- [PROBLEM]: Take every line from the records below that includes the word "arguments".

- [Collected data]:
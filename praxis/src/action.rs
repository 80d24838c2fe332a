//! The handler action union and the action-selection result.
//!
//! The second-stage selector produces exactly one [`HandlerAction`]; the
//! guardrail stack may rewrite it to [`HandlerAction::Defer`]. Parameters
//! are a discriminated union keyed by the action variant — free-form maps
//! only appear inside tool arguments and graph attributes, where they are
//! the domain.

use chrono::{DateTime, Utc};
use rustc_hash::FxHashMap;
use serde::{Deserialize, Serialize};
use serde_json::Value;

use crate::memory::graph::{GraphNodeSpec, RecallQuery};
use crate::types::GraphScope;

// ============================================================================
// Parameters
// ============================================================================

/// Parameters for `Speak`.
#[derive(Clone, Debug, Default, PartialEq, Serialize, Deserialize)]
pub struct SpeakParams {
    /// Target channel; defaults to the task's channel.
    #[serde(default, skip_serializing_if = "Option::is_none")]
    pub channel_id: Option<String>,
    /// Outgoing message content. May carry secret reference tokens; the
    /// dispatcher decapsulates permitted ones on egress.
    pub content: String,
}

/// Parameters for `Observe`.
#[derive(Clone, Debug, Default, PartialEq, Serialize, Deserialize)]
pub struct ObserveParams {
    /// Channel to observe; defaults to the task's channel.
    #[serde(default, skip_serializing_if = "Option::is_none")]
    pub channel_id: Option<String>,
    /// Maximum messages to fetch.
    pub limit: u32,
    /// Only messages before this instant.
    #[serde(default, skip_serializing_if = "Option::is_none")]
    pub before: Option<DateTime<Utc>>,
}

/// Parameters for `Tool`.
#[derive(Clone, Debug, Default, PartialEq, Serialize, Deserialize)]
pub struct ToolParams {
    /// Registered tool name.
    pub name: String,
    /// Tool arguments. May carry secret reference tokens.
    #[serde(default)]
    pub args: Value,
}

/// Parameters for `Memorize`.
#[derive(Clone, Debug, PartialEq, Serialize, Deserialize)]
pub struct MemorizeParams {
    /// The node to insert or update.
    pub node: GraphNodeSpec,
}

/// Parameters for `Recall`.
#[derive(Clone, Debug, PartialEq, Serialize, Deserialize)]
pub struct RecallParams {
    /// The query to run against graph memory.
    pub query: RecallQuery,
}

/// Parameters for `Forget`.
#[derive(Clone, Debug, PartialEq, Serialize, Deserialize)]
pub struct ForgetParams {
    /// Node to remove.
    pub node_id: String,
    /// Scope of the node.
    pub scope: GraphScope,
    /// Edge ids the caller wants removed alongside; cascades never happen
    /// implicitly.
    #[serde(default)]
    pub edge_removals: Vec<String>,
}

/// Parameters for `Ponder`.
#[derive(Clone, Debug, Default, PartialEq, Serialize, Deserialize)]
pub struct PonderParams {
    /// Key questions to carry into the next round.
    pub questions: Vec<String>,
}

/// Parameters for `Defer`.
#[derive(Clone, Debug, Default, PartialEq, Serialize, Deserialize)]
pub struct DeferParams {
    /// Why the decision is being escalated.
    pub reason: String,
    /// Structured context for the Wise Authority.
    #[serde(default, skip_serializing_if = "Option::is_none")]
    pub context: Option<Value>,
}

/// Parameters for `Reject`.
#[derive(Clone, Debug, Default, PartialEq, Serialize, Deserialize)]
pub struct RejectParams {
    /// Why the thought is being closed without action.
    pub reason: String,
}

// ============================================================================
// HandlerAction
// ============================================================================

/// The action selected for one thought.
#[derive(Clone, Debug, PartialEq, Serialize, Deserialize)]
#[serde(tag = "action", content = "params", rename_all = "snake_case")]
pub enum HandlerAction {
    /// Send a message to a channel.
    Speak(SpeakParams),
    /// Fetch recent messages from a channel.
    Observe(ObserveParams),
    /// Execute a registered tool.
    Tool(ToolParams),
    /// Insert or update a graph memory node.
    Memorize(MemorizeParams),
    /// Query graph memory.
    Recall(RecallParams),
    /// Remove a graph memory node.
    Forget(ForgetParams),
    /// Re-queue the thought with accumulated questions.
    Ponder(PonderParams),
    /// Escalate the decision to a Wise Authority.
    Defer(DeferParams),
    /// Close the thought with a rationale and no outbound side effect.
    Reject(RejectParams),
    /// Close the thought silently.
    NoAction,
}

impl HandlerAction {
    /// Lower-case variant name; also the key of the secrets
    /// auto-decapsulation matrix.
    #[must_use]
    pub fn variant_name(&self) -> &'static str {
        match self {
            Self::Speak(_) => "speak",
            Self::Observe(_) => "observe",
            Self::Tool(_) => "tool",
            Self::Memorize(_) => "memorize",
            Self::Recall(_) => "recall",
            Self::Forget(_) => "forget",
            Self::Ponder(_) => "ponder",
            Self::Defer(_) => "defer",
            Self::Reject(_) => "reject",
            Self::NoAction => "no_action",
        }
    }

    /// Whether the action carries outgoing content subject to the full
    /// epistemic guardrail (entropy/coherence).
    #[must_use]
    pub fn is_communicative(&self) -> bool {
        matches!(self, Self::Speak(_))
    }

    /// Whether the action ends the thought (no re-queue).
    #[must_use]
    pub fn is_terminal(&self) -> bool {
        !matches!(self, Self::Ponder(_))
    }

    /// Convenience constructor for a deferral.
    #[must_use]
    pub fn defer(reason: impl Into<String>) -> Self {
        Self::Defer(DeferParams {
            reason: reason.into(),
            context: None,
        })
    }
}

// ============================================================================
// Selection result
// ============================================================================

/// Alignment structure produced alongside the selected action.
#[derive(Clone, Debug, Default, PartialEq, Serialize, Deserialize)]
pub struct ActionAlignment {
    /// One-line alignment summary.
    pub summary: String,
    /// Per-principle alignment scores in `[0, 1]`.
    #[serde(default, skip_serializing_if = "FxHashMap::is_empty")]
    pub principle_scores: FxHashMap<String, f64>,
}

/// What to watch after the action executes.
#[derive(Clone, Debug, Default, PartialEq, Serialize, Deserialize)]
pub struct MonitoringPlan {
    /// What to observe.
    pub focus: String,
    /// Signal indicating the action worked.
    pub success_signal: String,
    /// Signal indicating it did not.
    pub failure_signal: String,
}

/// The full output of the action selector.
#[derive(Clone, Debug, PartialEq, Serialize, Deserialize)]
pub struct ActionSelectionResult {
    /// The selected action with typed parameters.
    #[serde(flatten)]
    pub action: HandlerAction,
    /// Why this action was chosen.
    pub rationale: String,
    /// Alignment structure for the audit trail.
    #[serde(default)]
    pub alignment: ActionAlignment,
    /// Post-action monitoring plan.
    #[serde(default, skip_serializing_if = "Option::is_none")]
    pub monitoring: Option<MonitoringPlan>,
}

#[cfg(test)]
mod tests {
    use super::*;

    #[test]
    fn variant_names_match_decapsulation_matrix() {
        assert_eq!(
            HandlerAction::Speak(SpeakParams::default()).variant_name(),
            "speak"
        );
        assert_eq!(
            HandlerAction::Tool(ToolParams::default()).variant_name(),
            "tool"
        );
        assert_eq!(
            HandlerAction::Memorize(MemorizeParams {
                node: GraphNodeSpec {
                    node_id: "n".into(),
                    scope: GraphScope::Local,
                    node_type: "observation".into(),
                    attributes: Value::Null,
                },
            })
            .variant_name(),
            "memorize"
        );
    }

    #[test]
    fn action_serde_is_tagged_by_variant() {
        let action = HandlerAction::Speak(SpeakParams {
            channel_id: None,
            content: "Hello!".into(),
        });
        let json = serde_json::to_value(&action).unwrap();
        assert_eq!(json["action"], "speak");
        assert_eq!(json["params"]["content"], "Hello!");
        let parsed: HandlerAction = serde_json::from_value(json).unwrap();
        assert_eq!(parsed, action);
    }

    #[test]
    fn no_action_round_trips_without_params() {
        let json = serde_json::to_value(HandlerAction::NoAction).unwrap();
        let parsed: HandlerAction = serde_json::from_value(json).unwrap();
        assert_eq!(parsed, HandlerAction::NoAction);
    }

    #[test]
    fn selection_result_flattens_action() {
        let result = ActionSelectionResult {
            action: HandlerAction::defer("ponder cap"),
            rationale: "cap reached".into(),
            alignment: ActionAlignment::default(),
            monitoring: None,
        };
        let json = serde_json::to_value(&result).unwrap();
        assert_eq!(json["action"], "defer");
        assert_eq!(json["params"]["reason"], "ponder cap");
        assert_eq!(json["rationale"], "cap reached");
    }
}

- [RESULT FOR THIS EXERCISE]:
//! only appear inside tool arguments and graph attributes, where they are
    /// Tool arguments. May carry secret reference tokens.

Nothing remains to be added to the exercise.